### Supplied entries
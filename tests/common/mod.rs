//! Scripted in-memory backends for the gate integration tests.
#![allow(dead_code)]

use std::collections::VecDeque;
use std::sync::Mutex;
use std::time::Duration;

use cities_admin::domain::validation::ValidationIntent;
use cities_admin::pagination::{PageQuery, PageResult};
use cities_admin::repository::{ApiError, ApiFuture, DupeProbe, PageSource};
use futures::FutureExt;
use tokio::time::{Instant, sleep};

pub const TOTAL_ROWS: u64 = 30;

/// How the next call answers: after `delay`, with success or a transport
/// failure.
#[derive(Clone, Copy, Debug)]
pub enum Reply {
    Ok(u64),
    Fail(u64),
}

impl Reply {
    fn split(self) -> (Duration, bool) {
        match self {
            Reply::Ok(ms) => (Duration::from_millis(ms), true),
            Reply::Fail(ms) => (Duration::from_millis(ms), false),
        }
    }
}

/// List endpoint serving `TOTAL_ROWS` rows named `p{page}-r{row}`.
#[derive(Default)]
pub struct FakeSource {
    calls: Mutex<Vec<(Instant, PageQuery)>>,
    plan: Mutex<VecDeque<Reply>>,
}

impl FakeSource {
    pub fn with_plan(plan: impl IntoIterator<Item = Reply>) -> Self {
        Self {
            calls: Mutex::default(),
            plan: Mutex::new(plan.into_iter().collect()),
        }
    }

    pub fn calls(&self) -> Vec<(Instant, PageQuery)> {
        self.calls.lock().unwrap().clone()
    }

    pub fn queries(&self) -> Vec<PageQuery> {
        self.calls().into_iter().map(|(_, query)| query).collect()
    }
}

pub fn page_for(query: &PageQuery) -> PageResult<String> {
    let size = u64::from(query.page_size);
    let start = u64::from(query.page_index) * size;
    let data = (start..TOTAL_ROWS.min(start + size))
        .map(|row| format!("p{}-r{row}", query.page_index))
        .collect();
    PageResult {
        data,
        page_index: query.page_index,
        page_size: query.page_size,
        total_count: TOTAL_ROWS,
        total_pages: TOTAL_ROWS.div_ceil(size) as u32,
        sort_column: Some(query.sort_column.clone()),
        sort_order: Some(query.sort_order),
        filter_column: query.filter_column.clone(),
        filter_query: query.filter_query.clone(),
    }
}

impl PageSource<String> for FakeSource {
    fn fetch_page(&self, query: &PageQuery) -> ApiFuture<PageResult<String>> {
        self.calls
            .lock()
            .unwrap()
            .push((Instant::now(), query.clone()));
        let (delay, ok) = self
            .plan
            .lock()
            .unwrap()
            .pop_front()
            .unwrap_or(Reply::Ok(0))
            .split();
        let page = page_for(query);
        async move {
            sleep(delay).await;
            if ok {
                Ok(page)
            } else {
                Err(ApiError::Transport("connection refused".to_string()))
            }
        }
        .boxed()
    }
}

/// Uniqueness endpoint treating every value listed in `taken` as a dupe.
#[derive(Default)]
pub struct FakeProbe {
    pub taken: Vec<String>,
    calls: Mutex<Vec<(Instant, ValidationIntent)>>,
    plan: Mutex<VecDeque<Reply>>,
}

impl FakeProbe {
    pub fn new(taken: &[&str], plan: impl IntoIterator<Item = Reply>) -> Self {
        Self {
            taken: taken.iter().map(|value| value.to_string()).collect(),
            calls: Mutex::default(),
            plan: Mutex::new(plan.into_iter().collect()),
        }
    }

    pub fn calls(&self) -> Vec<(Instant, ValidationIntent)> {
        self.calls.lock().unwrap().clone()
    }

    pub fn values(&self) -> Vec<String> {
        self.calls()
            .into_iter()
            .map(|(_, intent)| intent.field_value)
            .collect()
    }
}

impl DupeProbe<String> for FakeProbe {
    fn is_dupe(&self, intent: &ValidationIntent) -> ApiFuture<bool> {
        self.calls
            .lock()
            .unwrap()
            .push((Instant::now(), intent.clone()));
        let (delay, ok) = self
            .plan
            .lock()
            .unwrap()
            .pop_front()
            .unwrap_or(Reply::Ok(0))
            .split();
        let is_dupe = self.taken.contains(&intent.field_value);
        async move {
            sleep(delay).await;
            if ok {
                Ok(is_dupe)
            } else {
                Err(ApiError::Transport("connection refused".to_string()))
            }
        }
        .boxed()
    }
}

/// Lets spawned actors run and the paused clock move forward by `ms`.
pub async fn advance(ms: u64) {
    sleep(Duration::from_millis(ms)).await;
}
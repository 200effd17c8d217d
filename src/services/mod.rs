//! Load and save workflows behind the edit screens.

use thiserror::Error;

use crate::domain::types::TypeConstraintError;
use crate::forms::FormError;
use crate::pagination::QueryError;
use crate::repository::ApiError;

pub mod cities;
pub mod countries;

/// Route the view navigates to after a successful city save.
pub const CITIES_ROUTE: &str = "/cities";
/// Route the view navigates to after a successful country save.
pub const COUNTRIES_ROUTE: &str = "/countries";

#[derive(Debug, Error)]
pub enum ServiceError {
    #[error("not found")]
    NotFound,

    #[error(transparent)]
    Form(#[from] FormError),

    #[error(transparent)]
    Api(ApiError),

    #[error(transparent)]
    TypeConstraint(#[from] TypeConstraintError),

    #[error(transparent)]
    Query(#[from] QueryError),
}

impl From<ApiError> for ServiceError {
    fn from(err: ApiError) -> Self {
        match err {
            ApiError::NotFound => ServiceError::NotFound,
            other => ServiceError::Api(other),
        }
    }
}

pub type ServiceResult<T> = Result<T, ServiceError>;

/// Result of a successful save: the stored entity and where to go next.
#[derive(Debug, Clone, PartialEq)]
pub struct SaveOutcome<T> {
    pub entity: T,
    pub redirect_to: &'static str,
}
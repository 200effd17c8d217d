//! Access to the admin API.
//!
//! Every call returns an [`ApiFuture`]: a boxed, `'static` future that owns
//! everything it needs, so the gates can keep it in flight independently of
//! the repository borrow and simply drop it on teardown.

use futures::future::BoxFuture;

use crate::domain::city::{City, NewCity};
use crate::domain::country::{Country, NewCountry};
use crate::domain::types::{CityId, CountryId};
use crate::domain::validation::ValidationIntent;
use crate::pagination::{PageQuery, PageResult};

pub use crate::repository::errors::{ApiError, ApiResult};

pub mod errors;
pub mod http;
#[cfg(feature = "test-mocks")]
pub mod mock;

pub use crate::repository::http::HttpRepository;

pub type ApiFuture<T> = BoxFuture<'static, ApiResult<T>>;

/// Generic list endpoint serving pages of `T`.
pub trait PageSource<T>: Send + Sync {
    fn fetch_page(&self, query: &PageQuery) -> ApiFuture<PageResult<T>>;
}

/// Server-side uniqueness check for values of type `V`.
pub trait DupeProbe<V>: Send + Sync {
    fn is_dupe(&self, intent: &ValidationIntent<V>) -> ApiFuture<bool>;
}

pub trait CityReader {
    fn get_city(&self, id: CityId) -> ApiFuture<City>;
}

pub trait CityWriter {
    fn create_city(&self, city: &NewCity) -> ApiFuture<City>;
    fn update_city(&self, id: CityId, city: &NewCity) -> ApiFuture<City>;
}

pub trait CountryReader {
    fn get_country(&self, id: CountryId) -> ApiFuture<Country>;
}

pub trait CountryWriter {
    fn create_country(&self, country: &NewCountry) -> ApiFuture<Country>;
    fn update_country(&self, id: CountryId, country: &NewCountry) -> ApiFuture<Country>;
}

### Prompt
Search the data for the string "serving" and copy out every line where it is found.

### Final answer
/// List endpoint serving `TOTAL_ROWS` rows named `p{page}-r{row}`.
/// Generic list endpoint serving pages of `T`.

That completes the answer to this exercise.